Двойные темы сериала – преследование и соревнование – также могут быть прочитаны как комические и/или фантастические преувеличения современного японского общества.

В то время как неистовое, но, по сути, бесцельное движение байкеров в «Акире» подчеркивает контраст между ними и их неподвижно антиутопическим обществом, привилегия движения в «Ранме ½» предполагает пародию на испытывающий сильное давление реальный мир современной Японии, в котором все – рабочие, студенты, домохозяйки – находятся в постоянном стремлении к какой-то удаляющейся цели.

Несмотря на настроение праздничной комедии, трудно избежать ощущения сурового давления. Таким образом, в сцене, где спортсмены соперничают за Аканэ, смешиваются темы соревнования и преследования. В результате ситуация одновременно комична и тревожна в своем фантастическом преувеличении; каждый раз, когда Аканэ повергает одного преследователя/соперника, его место занимает другой. Интересно, что многие эпизоды сериала вращаются вокруг конкуренции среди девочек, которые соревнуются так же безжалостно (а иногда и хитрее), чем мальчики.

Однако наиболее последовательное проявление соперничества происходит между поколениями, особенно между Ранмой и его отцом, которые постоянно ссорятся. Чаще это явно сделано для юмористического эффекта, поскольку Ранма и его отец бросают друг друга в воду и постоянно меняются между мужчиной и женщиной, человеком и пандой. Но нельзя игнорировать и четкую ноту соперничества, например, когда господин Саотомэ жалуется, что его сын опозорил его, став девочкой, и Ранма, соответственно, отвечает на это: «Кто бы говорил?.. Мой старик – панда!»

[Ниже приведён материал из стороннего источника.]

// Implement DialogStore for DialogManager
impl DialogStore for DialogManager {
    /// Create a new dialog from an incoming request
    /// 
    /// Implements RFC 3261 Section 12.1.1 for UAS dialog creation.
    /// Creates an early dialog that can be confirmed later.
    async fn create_dialog(&self, request: &Request) -> DialogResult<DialogId> {
        debug!("Creating dialog from incoming request");
        
        // Extract dialog information from request and create dialog
        let call_id = request.call_id()
            .ok_or_else(|| DialogError::protocol_error("Request missing Call-ID header"))?
            .to_string();
            
        let from_uri = request.from()
            .ok_or_else(|| DialogError::protocol_error("Request missing From header"))?
            .uri().clone();
            
        let to_uri = request.to()
            .ok_or_else(|| DialogError::protocol_error("Request missing To header"))?
            .uri().clone();
            
        let remote_tag = request.from()
            .and_then(|from| from.tag())
            .map(|tag| tag.to_string());
            
        // Create dialog (early state for INVITE)
        let dialog = Dialog::new_early(
            call_id,
            to_uri,      // local_uri (we are the UAS)
            from_uri,    // remote_uri (they are the UAC)
            None,        // local_tag (generated later when we respond)
            remote_tag,  // remote_tag (from their From header)
            false,       // is_initiator = false (incoming request, we are UAS)
        );
        
        let dialog_id = dialog.id.clone();
        self.store_dialog(dialog).await?;
        
        debug!("Created UAS dialog {} for incoming request", dialog_id);
        Ok(dialog_id)
    }
    
    /// Create an outgoing dialog for client-initiated requests
    /// 
    /// Implements RFC 3261 Section 12.1.2 for UAC dialog creation.
    /// Creates an early dialog that will be confirmed by the response.
    async fn create_outgoing_dialog(
        &self,
        local_uri: Uri,
        remote_uri: Uri,
        call_id: Option<String>,
    ) -> DialogResult<DialogId> {
        debug!("Creating outgoing dialog for UAC request");
        
        // Generate call-id if not provided
        let call_id = call_id.unwrap_or_else(|| {
            format!("call-{}", Uuid::new_v4())
        });
        
        // Create outgoing dialog (UAC perspective)
        let dialog = Dialog::new_early(
            call_id.clone(),  // Clone call_id for later use
            local_uri,  // local_uri (we are the UAC)
            remote_uri, // remote_uri (they are the UAS)
            None,       // local_tag (will be generated when we send request)
            None,       // remote_tag (will be set from response)
            true,       // is_initiator = true (we're UAC)
        );
        
        let dialog_id = dialog.id.clone();
        self.store_dialog(dialog).await?;
        
        // Publish DialogCreated event for session-core to track
        if let Some(hub) = self.event_hub.read().await.as_ref() {
            let event = rvoip_infra_common::events::cross_crate::RvoipCrossCrateEvent::DialogToSession(
                rvoip_infra_common::events::cross_crate::DialogToSessionEvent::DialogCreated {
                    dialog_id: dialog_id.to_string(),
                    call_id: call_id.clone(),
                }
            );
            if let Err(e) = hub.publish_cross_crate_event(event).await {
                warn!("Failed to publish DialogCreated event: {}", e);
            } else {
                info!("Published DialogCreated event for dialog {} with call-id {}", dialog_id, call_id);
            }
        }
        
        debug!("Created UAC dialog {} for outgoing request", dialog_id);
        Ok(dialog_id)
    }
    
    /// Store a dialog in the manager
    /// 
    /// Implements proper dialog storage with RFC 3261 compliant lookup keys.
    async fn store_dialog(&self, dialog: Dialog) -> DialogResult<()> {
        let dialog_id = dialog.id.clone();
        
        // Store the dialog
        self.dialogs.insert(dialog_id.clone(), dialog.clone());
        
        // Store dialog lookup if we have both tags (confirmed dialog)
        if let Some(tuple) = dialog.dialog_id_tuple() {
            let key = DialogUtils::create_lookup_key(&tuple.0, &tuple.1, &tuple.2);
            self.dialog_lookup.insert(key, dialog_id.clone());
            debug!("Stored confirmed dialog lookup for {}", dialog_id);
        }
        
        debug!("Stored dialog {} (state: {:?})", dialog_id, dialog.state);
        Ok(())
    }
    
    /// Get a dialog (read-only)
    fn get_dialog(&self, dialog_id: &DialogId) -> DialogResult<Dialog> {
        self.dialogs.get(dialog_id)
            .map(|entry| entry.clone())
            .ok_or_else(|| DialogError::dialog_not_found(&dialog_id.to_string()))
    }
    
    /// Get a mutable reference to a dialog
    fn get_dialog_mut(&self, dialog_id: &DialogId) -> DialogResult<RefMut<DialogId, Dialog>> {
        self.dialogs.get_mut(dialog_id)
            .ok_or_else(|| DialogError::dialog_not_found(&dialog_id.to_string()))
    }
    
    /// Terminate a dialog
    /// 
    /// Implements RFC 3261 Section 12.3 dialog termination.
    /// Properly cleans up all dialog state and lookup entries.
    async fn terminate_dialog(&self, dialog_id: &DialogId) -> DialogResult<()> {
        debug!("Terminating dialog {}", dialog_id);
        
        // Get the dialog and terminate it
        if let Some(mut dialog_entry) = self.dialogs.get_mut(dialog_id) {
            let dialog = dialog_entry.value_mut();
            
            // Only terminate if not already terminated
            if dialog.state != DialogState::Terminated {
                let previous_state = dialog.state.clone();
                dialog.terminate();
                
                // Send session coordination event for dialog state change
                if let Some(ref coordinator) = self.session_coordinator.read().await.as_ref() {
                    let event = SessionCoordinationEvent::DialogStateChanged {
                        dialog_id: dialog_id.clone(),
                        new_state: "Terminated".to_string(),
                        previous_state: format!("{:?}", previous_state),
                    };
                    
                    if let Err(e) = coordinator.send(event).await {
                        warn!("Failed to send dialog termination event: {}", e);
                    }
                }
                
                debug!("Dialog {} terminated (was: {:?})", dialog_id, previous_state);
            } else {
                debug!("Dialog {} already terminated", dialog_id);
            }
            
            Ok(())
        } else {
            Err(DialogError::dialog_not_found(&dialog_id.to_string()))
        }
    }
    
    /// List all active dialogs
    fn list_dialogs(&self) -> Vec<DialogId> {
        self.dialogs.iter()
            .map(|entry| entry.key().clone())
            .collect()
    }
    
    /// Get current dialog count
    fn dialog_count(&self) -> usize {
        self.dialogs.len()
    }
    
    /// Check if a dialog exists
    fn has_dialog(&self, dialog_id: &DialogId) -> bool {
        self.dialogs.contains_key(dialog_id)
    }
    
    /// Get dialog state
    fn get_dialog_state(&self, dialog_id: &DialogId) -> DialogResult<DialogState> {
        let dialog = self.get_dialog(dialog_id)?;
        Ok(dialog.state.clone())
    }
    
    /// Update dialog state with proper notifications
    /// 
    /// Updates dialog state and notifies session-core of the change.
    /// Implements proper RFC 3261 state transition validation.
    async fn update_dialog_state(&self, dialog_id: &DialogId, new_state: DialogState) -> DialogResult<()> {
        debug!("Updating dialog {} state to {:?}", dialog_id, new_state);
        
        let previous_state = {
            let mut dialog = self.get_dialog_mut(dialog_id)?;
            let prev = dialog.state.clone();
            
            // Validate state transition (RFC 3261 compliance)
            match (&prev, &new_state) {
                // Valid transitions: Early -> Confirmed or Terminated
                (DialogState::Early, DialogState::Confirmed) => {},
                (DialogState::Early, DialogState::Terminated) => {},
                
                // Valid transitions: Confirmed -> Terminated
                (DialogState::Confirmed, DialogState::Terminated) => {},
                
                // Valid transitions: Initial can go to any state
                (DialogState::Initial, _) => {},
                
                // Valid transitions: Recovering can transition to any state  
                (DialogState::Recovering, _) => {},
                
                // Allow re-termination
                (DialogState::Terminated, DialogState::Terminated) => {},
                
                // Same state transitions for Early and Confirmed (idempotent)
                (DialogState::Early, DialogState::Early) => {},
                (DialogState::Confirmed, DialogState::Confirmed) => {},
                
                // Valid transitions: Initial can go to any state (covers all Initial cases)
                
                // Valid transitions: Recovering can transition to any state (covers all Recovering cases)
                
                // Invalid transitions - Confirmed cannot go back to Early
                (DialogState::Confirmed, DialogState::Early) => {
                    return Err(DialogError::protocol_error("Invalid state transition: Confirmed -> Early"));
                },
                
                // Invalid transitions - Confirmed cannot go to Initial or Recovering
                (DialogState::Confirmed, DialogState::Initial) => {
                    return Err(DialogError::protocol_error("Invalid state transition: Confirmed -> Initial"));
                },
                (DialogState::Confirmed, DialogState::Recovering) => {
                    return Err(DialogError::protocol_error("Invalid state transition: Confirmed -> Recovering"));
                },
                
                // Invalid transitions - Early cannot go back to Initial
                (DialogState::Early, DialogState::Initial) => {
                    return Err(DialogError::protocol_error("Invalid state transition: Early -> Initial"));
                },
                (DialogState::Early, DialogState::Recovering) => {
                    return Err(DialogError::protocol_error("Invalid state transition: Early -> Recovering"));
                },
                
                // Invalid transitions - Cannot transition from Terminated (except to Terminated)
                (DialogState::Terminated, _) => {
                    return Err(DialogError::protocol_error("Cannot transition from Terminated state"));
                },
            }
            
            dialog.state = new_state.clone();
            prev
        };
        
        // Send session coordination event for state change
        if let Some(ref coordinator) = self.session_coordinator.read().await.as_ref() {
            let event = SessionCoordinationEvent::DialogStateChanged {
                dialog_id: dialog_id.clone(),
                new_state: format!("{:?}", new_state),
                previous_state: format!("{:?}", previous_state),
            };
            
            if let Err(e) = coordinator.send(event).await {
                warn!("Failed to send dialog state change event: {}", e);
            }
        }
        
        debug!("Updated dialog {} state from {:?} to {:?}", dialog_id, previous_state, new_state);
        Ok(())
    }
}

Хотя этот ответ далек от гнева, который Тэцуо направляет против авторитетных фигур в «Акире», он все же предполагает некоторые глубокие разногласия между поколениями, особенно в отношении отца. Низложение авторитетной фигуры отца становится основной темой высокой и популярной японской культуры с началом Второй мировой войны. Пассивный панда господин Саотомэ и до смешного беспомощный господин Тендо являются почетными продолжателями традиции некомпетентного отцовства[104]. В этом отношении интересно, что большая часть конфликтов между отцом и сыном происходит в традиционной обстановке додзё. Дом, зал и сад – все это образцовые модели традиционной японской культуры, и контраст между их традиционной безмятежностью и постоянными ударами, трансформациями и всплесками отца/панды и сына/китайской девушки создает великолепный комический диссонанс, одновременно вызывая тревожность от перемен, которая проникла даже в самые традиционные уголки Японии.

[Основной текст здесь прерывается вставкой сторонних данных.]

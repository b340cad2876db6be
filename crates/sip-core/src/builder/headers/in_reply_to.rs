use crate::error::{Error, Result};
use crate::types::{
    header::{Header, HeaderName},
    headers::TypedHeader,
    in_reply_to::InReplyTo,
    call_id::CallId,
};
use crate::builder::headers::HeaderSetter;

/// In-Reply-To header builder
///
/// This module provides builder methods for the In-Reply-To header,
/// which allows SIP requests to reference previous Call-IDs as defined
/// in RFC 3261 Section 20.22.
///
/// ## SIP In-Reply-To Header Overview
///
/// The In-Reply-To header field contains a list of Call-IDs from previous requests.
/// It is primarily used to reference earlier messages in the same dialog or across dialogs.
/// This is useful for tracking related calls, threading conversations, and referencing
/// previous communications.
///
/// ## Common Use Cases
///
/// - **Call returns**: When returning a missed call
/// - **Call threading**: Establishing relationships between separate communications
/// - **Follow-up calls**: Referencing previous discussions
/// - **Customer service**: Linking calls to previous support tickets or calls
/// - **Auditing**: Tracking call histories for compliance or record-keeping
///
/// ## Real-world Applications
///
/// - **Enterprise environments**: Tracking business communication threads
/// - **Contact centers**: Linking customer interactions
/// - **Call-back services**: Returning missed calls with context
/// - **VoIP systems**: Managing multi-device call transfers
///
/// # Examples
///
/// ## Returning a Missed Call
///
/// ```rust
/// use rvoip_sip_core::builder::SimpleRequestBuilder;
/// use rvoip_sip_core::builder::headers::InReplyToBuilderExt;
/// use rvoip_sip_core::types::Method;
///
/// // Scenario: Office worker returning a missed call
///
/// // Create an INVITE that references a missed call
/// let invite = SimpleRequestBuilder::new(Method::Invite, "sip:alice@example.com").unwrap()
///     .from("Bob", "sip:bob@example.com", Some("tag123"))
///     .to("Alice", "sip:alice@example.com", None)
///     .contact("<sip:bob@192.0.2.4:5060>", None)
///     // Reference the Call-ID from Alice's missed call
///     .in_reply_to("a84b4c76e66710@alice-phone.example.com")
///     .build();
///
/// // Alice's phone can display "Returning your call" or link to call history
/// ```
///
/// ## Multi-party Conference Follow-up
///
/// ```rust
/// use rvoip_sip_core::builder::SimpleRequestBuilder;
/// use rvoip_sip_core::builder::headers::InReplyToBuilderExt;
/// use rvoip_sip_core::types::Method;
///
/// // Scenario: Setting up a follow-up to a multi-party conference call
///
/// // Create an INVITE referencing multiple previous calls
/// let invite = SimpleRequestBuilder::new(Method::Invite, "sip:conference@example.com").unwrap()
///     .from("Organizer", "sip:organizer@example.com", Some("xyz789"))
///     .to("Conference", "sip:conference@example.com", None)
///     .contact("<sip:organizer@203.0.113.5:5060>", None)
///     // Reference Call-IDs from two previous conference sessions
///     .in_reply_to_multiple(vec![
///         "conf123@conference.example.com",  // Monday's meeting
///         "conf456@conference.example.com"   // Wednesday's follow-up
///     ])
///     .build();
///
/// // Conference server can link to records from previous meetings
/// ```
///
/// ## Customer Service Call-back
///
/// ```rust
/// use rvoip_sip_core::builder::SimpleRequestBuilder;
/// use rvoip_sip_core::builder::headers::InReplyToBuilderExt;
/// use rvoip_sip_core::types::Method;
///
/// // Scenario: Customer service agent returning a customer call
///
/// // Create an INVITE for a customer call-back with context
/// let invite = SimpleRequestBuilder::new(Method::Invite, "sip:+15551234567@example.com").unwrap()
///     .from("Agent", "sip:agent42@support.example.com", Some("cs42"))
///     .to("Customer", "sip:+15551234567@example.com", None)
///     .contact("<sip:agent42@192.0.2.42:5060>", None)
///     // Reference the initial customer call and support ticket
///     .in_reply_to_multiple(vec![
///         "customer-call-12345@ivr.support.example.com",  // Original call
///         "ticket-54321@crm.support.example.com"          // Support ticket
///     ])
///     .build();
///
/// // CRM system can display customer history when the call connects
/// ```
pub trait InReplyToBuilderExt {
    /// Add an In-Reply-To header with a single Call-ID
    ///
    /// This method sets the In-Reply-To header with a single Call-ID value.
    /// The In-Reply-To header is used to reference Call-IDs of previous requests,
    /// creating a relationship between the current request and a previous one.
    ///
    /// # Parameters
    ///
    /// - `call_id`: The Call-ID value to reference
    ///
    /// # Returns
    ///
    /// The builder with the In-Reply-To header set
    ///
    /// # Examples
    ///
    /// ```rust
    /// use rvoip_sip_core::builder::SimpleRequestBuilder;
    /// use rvoip_sip_core::builder::headers::InReplyToBuilderExt;
    /// use rvoip_sip_core::types::Method;
    ///
    /// // Create a request returning a missed call
    /// let request = SimpleRequestBuilder::new(Method::Invite, "sip:user@example.com").unwrap()
    ///     .from("Caller", "sip:caller@example.com", None)
    ///     .to("User", "sip:user@example.com", None)
    ///     .in_reply_to("missed-call-123@pbx.example.com")
    ///     .build();
    /// ```
    fn in_reply_to(self, call_id: &str) -> Self;

    /// Add an In-Reply-To header with multiple Call-IDs
    ///
    /// This method sets the In-Reply-To header with multiple Call-ID values.
    /// The In-Reply-To header is used to reference Call-IDs of previous requests,
    /// creating relationships between the current request and multiple previous ones.
    /// This is particularly useful for complex call flows or threading conversations.
    ///
    /// # Parameters
    ///
    /// - `call_ids`: A vector of Call-ID strings to reference
    ///
    /// # Returns
    ///
    /// The builder with the In-Reply-To header set
    ///
    /// # Examples
    ///
    /// ```rust
    /// use rvoip_sip_core::builder::SimpleRequestBuilder;
    /// use rvoip_sip_core::builder::headers::InReplyToBuilderExt;
    /// use rvoip_sip_core::types::Method;
    ///
    /// // Create a request referencing multiple previous calls
    /// let request = SimpleRequestBuilder::new(Method::Invite, "sip:support@example.com").unwrap()
    ///     .from("Customer", "sip:customer@example.com", None)
    ///     .to("Support", "sip:support@example.com", None)
    ///     .in_reply_to_multiple(vec![
    ///         "initial-call-123@pbx.example.com",
    ///         "follow-up-456@pbx.example.com",
    ///         "ticket-789@crm.example.com"
    ///     ])
    ///     .build();
    /// ```
    fn in_reply_to_multiple(self, call_ids: Vec<&str>) -> Self;
}

impl<T> InReplyToBuilderExt for T 
where 
    T: HeaderSetter,
{
    fn in_reply_to(self, call_id: &str) -> Self {
        let in_reply_to = InReplyTo::new(call_id);
        self.set_header(in_reply_to)
    }

    fn in_reply_to_multiple(self, call_ids: Vec<&str>) -> Self {
        let call_id_strings = call_ids.into_iter().map(|s| s.to_string()).collect();
        let in_reply_to = InReplyTo::with_multiple_strings(call_id_strings);
        self.set_header(in_reply_to)
    }
}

Верный своей комической форме, «Ранма ½» всегда умудряется, хотя и с трудом, сдерживать хаос, который порождает каждый эпизод. Образы подросткового возраста, такие как конфликт поколений, конкурентное давление и борьба с построением идентичности, с которыми так мрачно разбирались в «Акире», здесь рассматриваются беззаботно. В то время как «Акира» показал катарсическое разрушение того, что осталось от мира взрослой власти, «Ранма ½» демонстрирует фарс и вызов. Однако, несмотря на очень сильные различия в тональности, и «Акира», и «Ранма ½» сконцентрированны на торжестве перемен. Эти перемены иллюстрируются фундаментальными представлениями о вышедших из-под контроля телах, чьи памятные трансформации представлены в каждой работе как одновременно волнующие и угрожающие. В конечном счете, повествовательная структура «Ранмы ½» позволяет угрозе рассеяться, в то время как открытый финал «Акиры» намекает на возможность расширения ее могущества. Оба сюжета позволяют зрителю развлечься и хотя бы на короткое время получить удовольствие от выхода за пределы оков физического тела.